//! RetroBot TUI - Terminal surface for the 8-bit desktop assistant
//!
//! A full-screen terminal window around [`retrobot_core::Shell`]. All
//! behaviour lives in the core; this crate turns keys into events and
//! messages into pixels.
//!
//! # Architecture
//!
//! - **App**: event loop, shell clock and frame rendering
//! - **Display**: state folded from shell messages
//! - **Keys**: key bindings and browser-style key codes
//! - **Avatar**: block-character sprites per mood
//! - **Theme**: palettes for every theme
//! - **Bell**: the terminal bell as a sound player

pub mod app;
pub mod avatar;
pub mod bell;
pub mod display;
pub mod keys;
pub mod theme;

pub use app::App;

## Problem to solve
Copy from the line with "and frame rendering" to the final line of the records, inclusive, and add nothing else.

## Response
//! - **App**: event loop, shell clock and frame rendering
//! - **Display**: state folded from shell messages
//! - **Keys**: key bindings and browser-style key codes
//! - **Avatar**: block-character sprites per mood
//! - **Theme**: palettes for every theme
//! - **Bell**: the terminal bell as a sound player

pub mod app;
pub mod avatar;
pub mod bell;
pub mod display;
pub mod keys;
pub mod theme;

pub use app::App;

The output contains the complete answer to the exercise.